What to work on – Among the lines below, count those containing the word "report". Give the number only.
[[ Extracted material open ]]
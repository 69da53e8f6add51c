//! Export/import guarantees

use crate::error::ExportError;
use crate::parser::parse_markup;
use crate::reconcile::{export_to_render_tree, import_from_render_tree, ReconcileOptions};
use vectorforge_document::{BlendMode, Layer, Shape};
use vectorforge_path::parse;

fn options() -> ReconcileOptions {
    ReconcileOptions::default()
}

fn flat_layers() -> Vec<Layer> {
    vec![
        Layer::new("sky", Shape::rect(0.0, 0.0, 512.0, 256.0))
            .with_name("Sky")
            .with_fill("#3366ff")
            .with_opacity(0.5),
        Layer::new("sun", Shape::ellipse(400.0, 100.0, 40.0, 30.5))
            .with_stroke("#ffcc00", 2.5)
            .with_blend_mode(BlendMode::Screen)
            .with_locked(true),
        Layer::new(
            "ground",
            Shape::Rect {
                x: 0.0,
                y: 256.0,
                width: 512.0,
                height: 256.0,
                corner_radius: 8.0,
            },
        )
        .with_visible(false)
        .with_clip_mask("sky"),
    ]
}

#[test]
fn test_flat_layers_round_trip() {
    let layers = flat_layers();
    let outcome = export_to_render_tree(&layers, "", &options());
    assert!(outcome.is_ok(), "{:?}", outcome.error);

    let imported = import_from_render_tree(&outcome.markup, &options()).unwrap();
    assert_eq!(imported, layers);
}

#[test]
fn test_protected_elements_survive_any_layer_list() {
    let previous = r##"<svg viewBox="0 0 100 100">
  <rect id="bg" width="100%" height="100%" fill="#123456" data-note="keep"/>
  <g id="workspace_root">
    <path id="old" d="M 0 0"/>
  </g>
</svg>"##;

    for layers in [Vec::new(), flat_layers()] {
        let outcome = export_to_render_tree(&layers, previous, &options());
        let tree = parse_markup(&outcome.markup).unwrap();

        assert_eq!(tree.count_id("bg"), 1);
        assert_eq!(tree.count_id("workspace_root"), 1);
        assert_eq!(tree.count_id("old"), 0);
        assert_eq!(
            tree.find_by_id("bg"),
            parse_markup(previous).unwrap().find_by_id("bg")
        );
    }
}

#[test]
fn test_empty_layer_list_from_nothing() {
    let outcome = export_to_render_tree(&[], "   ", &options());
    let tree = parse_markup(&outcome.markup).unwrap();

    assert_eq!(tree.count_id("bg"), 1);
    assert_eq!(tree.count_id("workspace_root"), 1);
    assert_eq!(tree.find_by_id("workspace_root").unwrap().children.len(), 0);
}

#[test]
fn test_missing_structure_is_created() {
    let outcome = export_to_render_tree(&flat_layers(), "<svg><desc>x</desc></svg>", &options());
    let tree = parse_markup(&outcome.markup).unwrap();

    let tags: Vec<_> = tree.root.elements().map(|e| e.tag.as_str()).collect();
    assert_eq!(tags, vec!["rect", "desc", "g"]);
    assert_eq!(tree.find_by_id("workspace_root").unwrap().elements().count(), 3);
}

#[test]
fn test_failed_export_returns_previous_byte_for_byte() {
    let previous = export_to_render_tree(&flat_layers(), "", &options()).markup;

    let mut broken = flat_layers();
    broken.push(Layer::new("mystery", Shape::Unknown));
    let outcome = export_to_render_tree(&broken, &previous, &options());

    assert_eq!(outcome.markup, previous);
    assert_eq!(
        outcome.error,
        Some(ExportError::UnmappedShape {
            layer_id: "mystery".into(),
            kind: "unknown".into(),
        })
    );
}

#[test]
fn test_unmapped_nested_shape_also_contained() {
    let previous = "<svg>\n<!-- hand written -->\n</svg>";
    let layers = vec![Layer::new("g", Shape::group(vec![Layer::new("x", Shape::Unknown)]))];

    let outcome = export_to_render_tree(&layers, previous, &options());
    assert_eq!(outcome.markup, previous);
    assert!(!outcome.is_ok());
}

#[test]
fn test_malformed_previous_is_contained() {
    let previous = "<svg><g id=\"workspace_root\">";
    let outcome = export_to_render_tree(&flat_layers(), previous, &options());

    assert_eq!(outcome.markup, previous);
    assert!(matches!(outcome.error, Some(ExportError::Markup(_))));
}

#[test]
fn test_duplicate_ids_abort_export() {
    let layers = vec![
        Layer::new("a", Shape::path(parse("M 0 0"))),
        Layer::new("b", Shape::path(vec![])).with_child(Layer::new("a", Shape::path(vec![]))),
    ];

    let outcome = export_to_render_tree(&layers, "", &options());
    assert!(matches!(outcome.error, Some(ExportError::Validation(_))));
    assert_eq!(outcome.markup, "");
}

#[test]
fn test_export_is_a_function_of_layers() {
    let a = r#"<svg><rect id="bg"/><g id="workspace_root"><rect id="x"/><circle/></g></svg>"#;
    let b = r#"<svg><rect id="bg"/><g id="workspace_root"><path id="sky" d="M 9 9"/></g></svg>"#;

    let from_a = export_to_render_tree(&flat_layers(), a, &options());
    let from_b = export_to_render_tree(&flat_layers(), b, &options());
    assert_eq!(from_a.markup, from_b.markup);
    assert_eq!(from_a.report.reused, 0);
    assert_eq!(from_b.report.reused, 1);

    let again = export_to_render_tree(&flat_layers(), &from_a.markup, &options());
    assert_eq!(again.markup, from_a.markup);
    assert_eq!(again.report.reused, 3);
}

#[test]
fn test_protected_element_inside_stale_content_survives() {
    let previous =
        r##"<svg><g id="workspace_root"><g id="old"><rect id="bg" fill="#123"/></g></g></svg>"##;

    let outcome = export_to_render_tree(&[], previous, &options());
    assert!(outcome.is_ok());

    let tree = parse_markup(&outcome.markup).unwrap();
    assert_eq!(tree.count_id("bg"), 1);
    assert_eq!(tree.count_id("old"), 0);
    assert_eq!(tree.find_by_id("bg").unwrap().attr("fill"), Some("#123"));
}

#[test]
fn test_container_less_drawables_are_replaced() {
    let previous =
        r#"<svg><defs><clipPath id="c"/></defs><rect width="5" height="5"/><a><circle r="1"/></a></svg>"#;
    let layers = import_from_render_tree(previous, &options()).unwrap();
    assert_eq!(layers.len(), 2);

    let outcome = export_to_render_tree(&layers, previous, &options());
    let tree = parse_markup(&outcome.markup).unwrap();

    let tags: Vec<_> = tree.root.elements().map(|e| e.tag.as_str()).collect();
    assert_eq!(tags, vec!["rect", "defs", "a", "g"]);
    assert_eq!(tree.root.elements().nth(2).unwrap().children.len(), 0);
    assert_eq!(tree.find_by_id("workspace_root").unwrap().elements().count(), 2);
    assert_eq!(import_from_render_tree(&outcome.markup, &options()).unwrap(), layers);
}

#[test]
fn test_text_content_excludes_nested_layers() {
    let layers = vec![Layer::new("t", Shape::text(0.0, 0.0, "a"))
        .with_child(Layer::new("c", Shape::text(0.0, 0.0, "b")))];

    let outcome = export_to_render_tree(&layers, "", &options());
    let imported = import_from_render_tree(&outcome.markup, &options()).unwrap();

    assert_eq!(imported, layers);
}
[[ Extracted material closed ]]
Answer space – 3